As NASDAQ is not a recognised investment exchange for the purposes of section 693(2) of the Companies Act 2006, any repurchases by Ferroglobe of its own shares on or through NASDAQ would constitute "off-market" repurchases for the purposes of the Companies Act 2006. Such repurchases may only be made pursuant to a form of share repurchase contract, the terms of which have been approved by shareholders in accordance with section 694 of the Companies Act 2006.
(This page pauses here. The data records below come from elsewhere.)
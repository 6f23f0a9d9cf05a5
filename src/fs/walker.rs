//! Directory traversal feeding captures.
//!
//! Walks a source tree, consults the pattern filter, and loads the content
//! of every accepted file. Excluded directories are pruned before descent so
//! an excluded subtree costs nothing. Scans are best-effort over large
//! trees: unreadable entries are skipped and reported as warnings rather
//! than aborting the capture.

use crate::archive::ArchiveEntry;
use crate::filter::PatternFilter;
use crate::utils::errors::{Result, StoreError};
use std::fs;
use std::path::{Component, Path, PathBuf};
use tokio_util::sync::CancellationToken;
use tracing::warn;
use walkdir::WalkDir;

/// A per-file problem encountered during scanning.
#[derive(Debug, Clone)]
pub struct ScanWarning {
    pub path: PathBuf,
    pub reason: String,
}

impl std::fmt::Display for ScanWarning {
    fn fmt(&self, f: &mut std::fmt::Formatter<'_>) -> std::fmt::Result {
        write!(f, "{}: {}", self.path.display(), self.reason)
    }
}

/// Result of scanning a source tree. Entry order is traversal order.
#[derive(Debug)]
pub struct ScanOutcome {
    pub entries: Vec<ArchiveEntry>,
    pub warnings: Vec<ScanWarning>,
}

/// Recursively scan `root`, producing the entry set for a capture.
///
/// `skip_dir` is the storage directory itself; a capture never includes
/// its own containers. Symbolic links are not followed and not captured.
/// Cancellation is checked between directory entries.
pub fn scan_tree(
    root: &Path,
    filter: &PatternFilter,
    skip_dir: Option<&Path>,
    cancel: &CancellationToken,
) -> Result<ScanOutcome> {
    if !root.is_dir() {
        return Err(StoreError::Storage(format!(
            "Source directory {} does not exist",
            root.display()
        )));
    }

    let mut entries = Vec::new();
    let mut warnings = Vec::new();

    let walker = WalkDir::new(root)
        .follow_links(false)
        .into_iter()
        .filter_entry(|entry| {
            if entry.depth() == 0 {
                return true;
            }
            if skip_dir.is_some_and(|skip| entry.path() == skip) {
                return false;
            }
            let Some(relative) = relative_slash_path(entry.path(), root) else {
                return false;
            };
            if entry.file_type().is_dir() {
                filter.allows_dir(&relative)
            } else {
                true
            }
        });

    for result in walker {
        if cancel.is_cancelled() {
            return Err(StoreError::Cancelled);
        }

        let entry = match result {
            Ok(entry) => entry,
            Err(e) => {
                let path = e.path().map(Path::to_path_buf).unwrap_or_default();
                warn!("Skipping unreadable entry {}: {}", path.display(), e);
                warnings.push(ScanWarning {
                    path,
                    reason: e.to_string(),
                });
                continue;
            }
        };

        // Directories are structural only; symlinks are not captured
        if !entry.file_type().is_file() {
            continue;
        }

        let Some(relative) = relative_slash_path(entry.path(), root) else {
            continue;
        };
        if !filter.allows_file(&relative) {
            continue;
        }

        match fs::read(entry.path()) {
            Ok(data) => entries.push(ArchiveEntry {
                relative_path: relative,
                data,
            }),
            Err(e) => {
                warn!("Skipping unreadable file {}: {}", entry.path().display(), e);
                warnings.push(ScanWarning {
                    path: entry.path().to_path_buf(),
                    reason: e.to_string(),
                });
            }
        }
    }

    Ok(ScanOutcome { entries, warnings })
}

/// Derive the slash-normalized relative path of `path` under `root`.
/// Anything that is not a plain chain of normal components is rejected.
fn relative_slash_path(path: &Path, root: &Path) -> Option<String> {
    let relative = path.strip_prefix(root).ok()?;
    let mut parts = Vec::new();
    for component in relative.components() {
        match component {
            Component::Normal(part) => parts.push(part.to_string_lossy().into_owned()),
            _ => return None,
        }
    }
    if parts.is_empty() {
        None
    } else {
        Some(parts.join("/"))
    }
}

#[cfg(test)]
mod tests {
    use super::*;
    use tempfile::TempDir;

    fn strings(patterns: &[&str]) -> Vec<String> {
        patterns.iter().map(|s| s.to_string()).collect()
    }

    fn filter(excludes: &[&str], includes: &[&str]) -> PatternFilter {
        PatternFilter::build(&strings(excludes), &[], &strings(includes)).unwrap()
    }

    fn paths(outcome: &ScanOutcome) -> Vec<&str> {
        outcome
            .entries
            .iter()
            .map(|e| e.relative_path.as_str())
            .collect()
    }

    #[test]
    fn test_scan_collects_files_with_content() {
        let dir = TempDir::new().unwrap();
        fs::write(dir.path().join("a.txt"), b"alpha").unwrap();
        fs::create_dir(dir.path().join("sub")).unwrap();
        fs::write(dir.path().join("sub/b.txt"), b"beta").unwrap();

        let outcome =
            scan_tree(dir.path(), &filter(&[], &[]), None, &CancellationToken::new()).unwrap();

        assert_eq!(outcome.entries.len(), 2);
        assert!(outcome.warnings.is_empty());
        let beta = outcome
            .entries
            .iter()
            .find(|e| e.relative_path == "sub/b.txt")
            .unwrap();
        assert_eq!(beta.data, b"beta");
    }

    #[test]
    fn test_excluded_directories_are_pruned() {
        let dir = TempDir::new().unwrap();
        fs::create_dir(dir.path().join(".git")).unwrap();
        fs::write(dir.path().join(".git/config"), b"x").unwrap();
        fs::write(dir.path().join("kept.txt"), b"y").unwrap();

        let outcome = scan_tree(
            dir.path(),
            &filter(&[".git"], &[]),
            None,
            &CancellationToken::new(),
        )
        .unwrap();

        assert_eq!(paths(&outcome), vec!["kept.txt"]);
    }

    #[test]
    fn test_storage_directory_is_always_skipped() {
        let dir = TempDir::new().unwrap();
        let storage = dir.path().join(".snapshots");
        fs::create_dir(&storage).unwrap();
        fs::write(storage.join("old.tar.zst"), b"container").unwrap();
        fs::write(dir.path().join("a.txt"), b"x").unwrap();

        let outcome = scan_tree(
            dir.path(),
            &filter(&[], &[]),
            Some(&storage),
            &CancellationToken::new(),
        )
        .unwrap();

        assert_eq!(paths(&outcome), vec!["a.txt"]);
    }

    #[test]
    fn test_include_patterns_gate_files_not_directories() {
        let dir = TempDir::new().unwrap();
        fs::create_dir(dir.path().join("src")).unwrap();
        fs::write(dir.path().join("src/main.rs"), b"fn main() {}").unwrap();
        fs::write(dir.path().join("README.md"), b"docs").unwrap();

        let outcome = scan_tree(
            dir.path(),
            &filter(&[], &["*.rs"]),
            None,
            &CancellationToken::new(),
        )
        .unwrap();

        assert_eq!(paths(&outcome), vec!["src/main.rs"]);
    }

    #[test]
    fn test_missing_root_is_an_error() {
        let dir = TempDir::new().unwrap();
        let missing = dir.path().join("nope");
        let err = scan_tree(
            &missing,
            &filter(&[], &[]),
            None,
            &CancellationToken::new(),
        )
        .unwrap_err();
        assert!(matches!(err, StoreError::Storage(_)));
    }

    #[test]
    fn test_cancelled_scan_stops() {
        let dir = TempDir::new().unwrap();
        fs::write(dir.path().join("a.txt"), b"x").unwrap();

        let cancel = CancellationToken::new();
        cancel.cancel();

        let err = scan_tree(dir.path(), &filter(&[], &[]), None, &cancel).unwrap_err();
        assert!(matches!(err, StoreError::Cancelled));
    }

    #[cfg(unix)]
    #[test]
    fn test_unreadable_file_becomes_warning() {
        use std::os::unix::fs::PermissionsExt;

        let dir = TempDir::new().unwrap();
        fs::write(dir.path().join("ok.txt"), b"fine").unwrap();
        let locked = dir.path().join("locked.txt");
        fs::write(&locked, b"secret").unwrap();
        fs::set_permissions(&locked, fs::Permissions::from_mode(0o000)).unwrap();

        // Permission bits do not bind a root test runner; only assert when
        // the read actually fails.
        if fs::read(&locked).is_err() {
            let outcome =
                scan_tree(dir.path(), &filter(&[], &[]), None, &CancellationToken::new()).unwrap();
            assert_eq!(paths(&outcome), vec!["ok.txt"]);
            assert_eq!(outcome.warnings.len(), 1);
            assert_eq!(outcome.warnings[0].path, locked);
        }

        fs::set_permissions(&locked, fs::Permissions::from_mode(0o644)).unwrap();
    }

    #[cfg(unix)]
    #[test]
    fn test_symlinks_are_not_captured() {
        let dir = TempDir::new().unwrap();
        fs::write(dir.path().join("real.txt"), b"data").unwrap();
        std::os::unix::fs::symlink(dir.path().join("real.txt"), dir.path().join("link.txt"))
            .unwrap();

        let outcome =
            scan_tree(dir.path(), &filter(&[], &[]), None, &CancellationToken::new()).unwrap();
        assert_eq!(paths(&outcome), vec!["real.txt"]);
    }
}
Ferroglobe is seeking the approval by shareholders of off-market purchases in accordance with this resolution in order to enable share repurchases on or through NASDAQ pursuant to section 694 of the Companies Act 2006, provided that:
- (A)
- the maximum aggregate number of ordinary shares which may be purchased is 17,201,673, representing approximately 10% of the issued ordinary share capital);
- (B)
- the minimum price (exclusive of expenses) which may be paid by the Company for each ordinary share is the pound equivalent of US $0.01;
- (C)
- the maximum price (exclusive of expenses) which may be paid by the Company for each ordinary share is an amount equal to 5% above the average volume-weighted average price of an ordinary share as derived from NASDAQ for the five business days immediately preceding the day on which that ordinary share is contracted to be purchased; and
- (D)
- additional restrictions under applicable U.S. securities laws are complied with, including (but not limited to) the pricing limitations under Rule 10b-18(b)(3) of the Exchange Act, the volume limitations under Rules 10b-18(b)(4) and 10b-18(c)(2) of the Exchange Act, the timing limitations under Rules 10b-18(b)(2) and 10b-18(c)(1) of the Exchange Act and the requirements with respect to the use of brokers or dealers under Rule 10b-18(b)(1) of the Exchange Act.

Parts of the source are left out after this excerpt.